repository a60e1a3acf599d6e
pub mod file;
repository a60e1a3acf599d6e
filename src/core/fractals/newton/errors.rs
use std::{error::Error, fmt};

#[derive(Debug, Copy, Clone, PartialEq, Eq)]
pub enum NewtonError {
    InvalidParameter { degree: u32 },
    ZeroMaxIterationsError,
}

impl fmt::Display for NewtonError {
    fn fmt(&self, f: &mut fmt::Formatter<'_>) -> fmt::Result {
        match self {
            Self::InvalidParameter { degree } => {
                write!(f, "Polynomial degree must be at least 1, got {}", degree)
            }
            Self::ZeroMaxIterationsError => {
                write!(f, "Maximum iterations must be greater than zero")
            }
        }
    }
}

impl Error for NewtonError {}
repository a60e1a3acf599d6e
/// Formats `value` with `precision` significant digits the way C's `%g` does:
/// fixed notation for decimal exponents in `-4..precision`, scientific
/// notation otherwise, with trailing zeros removed in both cases.
#[must_use]
pub fn format_significant(value: f64, precision: usize) -> String {
    if value.is_nan() {
        return "nan".to_string();
    }

    if value.is_infinite() {
        return if value > 0.0 { "inf" } else { "-inf" }.to_string();
    }

    if value == 0.0 {
        return if value.is_sign_negative() { "-0" } else { "0" }.to_string();
    }

    let precision = precision.max(1);
    let scientific = format!("{:.*e}", precision - 1, value);
    let (mantissa, exponent) = match scientific.split_once('e') {
        Some((mantissa, exponent)) => (mantissa, exponent.parse::<i32>().unwrap_or(0)),
        None => (scientific.as_str(), 0),
    };

    if exponent < -4 || exponent >= precision as i32 {
        let sign = if exponent < 0 { '-' } else { '+' };
        return format!(
            "{}e{}{:02}",
            strip_trailing_zeros(mantissa),
            sign,
            exponent.unsigned_abs()
        );
    }

    let decimals = (precision as i32 - 1 - exponent).max(0) as usize;
    strip_trailing_zeros(&format!("{:.*}", decimals, value)).to_string()
}

/// Same as [`format_significant`] but always carries a sign, like `%+g`.
#[must_use]
pub fn format_significant_signed(value: f64, precision: usize) -> String {
    let formatted = format_significant(value, precision);

    if formatted.starts_with('-') || value.is_nan() {
        formatted
    } else {
        format!("+{}", formatted)
    }
}

fn strip_trailing_zeros(number: &str) -> &str {
    if !number.contains('.') {
        return number;
    }

    number.trim_end_matches('0').trim_end_matches('.')
}
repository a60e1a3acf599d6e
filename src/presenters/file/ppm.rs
use crate::controllers::ports::file_presenter::FilePresenterPort;
use crate::core::data::pixel_buffer::PixelBuffer;
use std::io::{BufWriter, Write};
use std::path::Path;

/// Writes images as binary PPM (P6).
#[derive(Debug, Default)]
pub struct PpmFilePresenter {}

impl PpmFilePresenter {
    #[must_use]
    pub fn new() -> Self {
        Self {}
    }

    pub fn write_to<W: Write>(&self, buffer: &PixelBuffer, mut writer: W) -> std::io::Result<()> {
        let screen = buffer.screen();

        // PPM header: P6 means binary RGB, then width, height and max_colour
        writeln!(writer, "P6")?;
        writeln!(writer, "{} {}", screen.width(), screen.height())?;
        writeln!(writer, "255")?;
        writer.write_all(buffer.buffer())?;
        writer.flush()
    }
}

impl FilePresenterPort for PpmFilePresenter {
    fn present(&self, buffer: &PixelBuffer, filepath: impl AsRef<Path>) -> std::io::Result<()> {
        let file = std::fs::File::create(filepath)?;

        self.write_to(buffer, BufWriter::new(file))
    }
}
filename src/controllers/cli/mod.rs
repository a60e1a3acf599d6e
pub mod render;
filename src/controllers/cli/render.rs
use std::error::Error;
use std::path::Path;
use std::time::Instant;

use crate::controllers::explorer::{Explorer, Frame};
use crate::controllers::ports::file_presenter::{FilePresenterPort, PrimitiveFilePresenterPort};
use crate::core::actions::render_frame::render_frame::samples_to_pixel_buffer;
use crate::core::data::pixel_buffer::PixelBuffer;
use crate::core::data::primitive::Primitive;

enum RenderOutput {
    Image(PixelBuffer),
    Listing(Vec<Primitive>),
}

/// Renders the explorer's current fractal once and hands it to a file
/// presenter: images for plane fractals, primitive listings for figures.
pub struct CliRenderController<P: FilePresenterPort, L: PrimitiveFilePresenterPort> {
    image_presenter: P,
    listing_presenter: L,
    output: Option<RenderOutput>,
}

impl<P: FilePresenterPort, L: PrimitiveFilePresenterPort> CliRenderController<P, L> {
    pub fn new(image_presenter: P, listing_presenter: L) -> Self {
        Self {
            image_presenter,
            listing_presenter,
            output: None,
        }
    }

    pub fn generate(&mut self, explorer: &Explorer) -> Result<(), Box<dyn Error>> {
        let screen = explorer.viewport().screen();

        println!("Rendering {}...", explorer.kind());
        println!("Image size: {}x{}", screen.width(), screen.height());
        match explorer.plane_fractal() {
            Some(_) => println!("Max iterations: {}", explorer.max_iterations()),
            None => println!("Depth: {}", explorer.depth()),
        }

        let start = Instant::now();
        let frame = explorer.render()?;
        let duration = start.elapsed();

        println!("Duration:   {:?}", duration);

        self.output = Some(match frame {
            Frame::Pixels(samples) => RenderOutput::Image(samples_to_pixel_buffer(&samples, screen)?),
            Frame::Primitives(primitives) => RenderOutput::Listing(primitives),
        });

        Ok(())
    }

    /// File extension matching what [`Self::generate`] produced.
    #[must_use]
    pub fn extension(&self) -> Option<&'static str> {
        match self.output {
            Some(RenderOutput::Image(_)) => Some("ppm"),
            Some(RenderOutput::Listing(_)) => Some("txt"),
            None => None,
        }
    }

    pub fn write(&self, filepath: impl AsRef<Path>) -> std::io::Result<()> {
        match &self.output {
            Some(RenderOutput::Image(buffer)) => self.image_presenter.present(buffer, &filepath)?,
            Some(RenderOutput::Listing(primitives)) => {
                self.listing_presenter.present(primitives, &filepath)?
            }
            None => return Ok(()),
        }

        println!("Saved to {}", filepath.as_ref().display());
        Ok(())
    }
}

What is being asked. Each line of the data must be set down again as it is.

Response.
repository a60e1a3acf599d6e
pub mod file;
repository a60e1a3acf599d6e
filename src/core/fractals/newton/errors.rs
use std::{error::Error, fmt};

#[derive(Debug, Copy, Clone, PartialEq, Eq)]
pub enum NewtonError {
    InvalidParameter { degree: u32 },
    ZeroMaxIterationsError,
}

impl fmt::Display for NewtonError {
    fn fmt(&self, f: &mut fmt::Formatter<'_>) -> fmt::Result {
        match self {
            Self::InvalidParameter { degree } => {
                write!(f, "Polynomial degree must be at least 1, got {}", degree)
            }
            Self::ZeroMaxIterationsError => {
                write!(f, "Maximum iterations must be greater than zero")
            }
        }
    }
}

impl Error for NewtonError {}
repository a60e1a3acf599d6e
/// Formats `value` with `precision` significant digits the way C's `%g` does:
/// fixed notation for decimal exponents in `-4..precision`, scientific
/// notation otherwise, with trailing zeros removed in both cases.
#[must_use]
pub fn format_significant(value: f64, precision: usize) -> String {
    if value.is_nan() {
        return "nan".to_string();
    }

    if value.is_infinite() {
        return if value > 0.0 { "inf" } else { "-inf" }.to_string();
    }

    if value == 0.0 {
        return if value.is_sign_negative() { "-0" } else { "0" }.to_string();
    }

    let precision = precision.max(1);
    let scientific = format!("{:.*e}", precision - 1, value);
    let (mantissa, exponent) = match scientific.split_once('e') {
        Some((mantissa, exponent)) => (mantissa, exponent.parse::<i32>().unwrap_or(0)),
        None => (scientific.as_str(), 0),
    };

    if exponent < -4 || exponent >= precision as i32 {
        let sign = if exponent < 0 { '-' } else { '+' };
        return format!(
            "{}e{}{:02}",
            strip_trailing_zeros(mantissa),
            sign,
            exponent.unsigned_abs()
        );
    }

    let decimals = (precision as i32 - 1 - exponent).max(0) as usize;
    strip_trailing_zeros(&format!("{:.*}", decimals, value)).to_string()
}

/// Same as [`format_significant`] but always carries a sign, like `%+g`.
#[must_use]
pub fn format_significant_signed(value: f64, precision: usize) -> String {
    let formatted = format_significant(value, precision);

    if formatted.starts_with('-') || value.is_nan() {
        formatted
    } else {
        format!("+{}", formatted)
    }
}

fn strip_trailing_zeros(number: &str) -> &str {
    if !number.contains('.') {
        return number;
    }

    number.trim_end_matches('0').trim_end_matches('.')
}
repository a60e1a3acf599d6e
filename src/presenters/file/ppm.rs
use crate::controllers::ports::file_presenter::FilePresenterPort;
use crate::core::data::pixel_buffer::PixelBuffer;
use std::io::{BufWriter, Write};
use std::path::Path;

/// Writes images as binary PPM (P6).
#[derive(Debug, Default)]
pub struct PpmFilePresenter {}

impl PpmFilePresenter {
    #[must_use]
    pub fn new() -> Self {
        Self {}
    }

    pub fn write_to<W: Write>(&self, buffer: &PixelBuffer, mut writer: W) -> std::io::Result<()> {
        let screen = buffer.screen();

        // PPM header: P6 means binary RGB, then width, height and max_colour
        writeln!(writer, "P6")?;
        writeln!(writer, "{} {}", screen.width(), screen.height())?;
        writeln!(writer, "255")?;
        writer.write_all(buffer.buffer())?;
        writer.flush()
    }
}

impl FilePresenterPort for PpmFilePresenter {
    fn present(&self, buffer: &PixelBuffer, filepath: impl AsRef<Path>) -> std::io::Result<()> {
        let file = std::fs::File::create(filepath)?;

        self.write_to(buffer, BufWriter::new(file))
    }
}
filename src/controllers/cli/mod.rs
repository a60e1a3acf599d6e
pub mod render;
filename src/controllers/cli/render.rs
use std::error::Error;
use std::path::Path;
use std::time::Instant;

use crate::controllers::explorer::{Explorer, Frame};
use crate::controllers::ports::file_presenter::{FilePresenterPort, PrimitiveFilePresenterPort};
use crate::core::actions::render_frame::render_frame::samples_to_pixel_buffer;
use crate::core::data::pixel_buffer::PixelBuffer;
use crate::core::data::primitive::Primitive;

enum RenderOutput {
    Image(PixelBuffer),
    Listing(Vec<Primitive>),
}

/// Renders the explorer's current fractal once and hands it to a file
/// presenter: images for plane fractals, primitive listings for figures.
pub struct CliRenderController<P: FilePresenterPort, L: PrimitiveFilePresenterPort> {
    image_presenter: P,
    listing_presenter: L,
    output: Option<RenderOutput>,
}

impl<P: FilePresenterPort, L: PrimitiveFilePresenterPort> CliRenderController<P, L> {
    pub fn new(image_presenter: P, listing_presenter: L) -> Self {
        Self {
            image_presenter,
            listing_presenter,
            output: None,
        }
    }

    pub fn generate(&mut self, explorer: &Explorer) -> Result<(), Box<dyn Error>> {
        let screen = explorer.viewport().screen();

        println!("Rendering {}...", explorer.kind());
        println!("Image size: {}x{}", screen.width(), screen.height());
        match explorer.plane_fractal() {
            Some(_) => println!("Max iterations: {}", explorer.max_iterations()),
            None => println!("Depth: {}", explorer.depth()),
        }

        let start = Instant::now();
        let frame = explorer.render()?;
        let duration = start.elapsed();

        println!("Duration:   {:?}", duration);

        self.output = Some(match frame {
            Frame::Pixels(samples) => RenderOutput::Image(samples_to_pixel_buffer(&samples, screen)?),
            Frame::Primitives(primitives) => RenderOutput::Listing(primitives),
        });

        Ok(())
    }

    /// File extension matching what [`Self::generate`] produced.
    #[must_use]
    pub fn extension(&self) -> Option<&'static str> {
        match self.output {
            Some(RenderOutput::Image(_)) => Some("ppm"),
            Some(RenderOutput::Listing(_)) => Some("txt"),
            None => None,
        }
    }

    pub fn write(&self, filepath: impl AsRef<Path>) -> std::io::Result<()> {
        match &self.output {
            Some(RenderOutput::Image(buffer)) => self.image_presenter.present(buffer, &filepath)?,
            Some(RenderOutput::Listing(primitives)) => {
                self.listing_presenter.present(primitives, &filepath)?
            }
            None => return Ok(()),
        }

        println!("Saved to {}", filepath.as_ref().display());
        Ok(())
    }
}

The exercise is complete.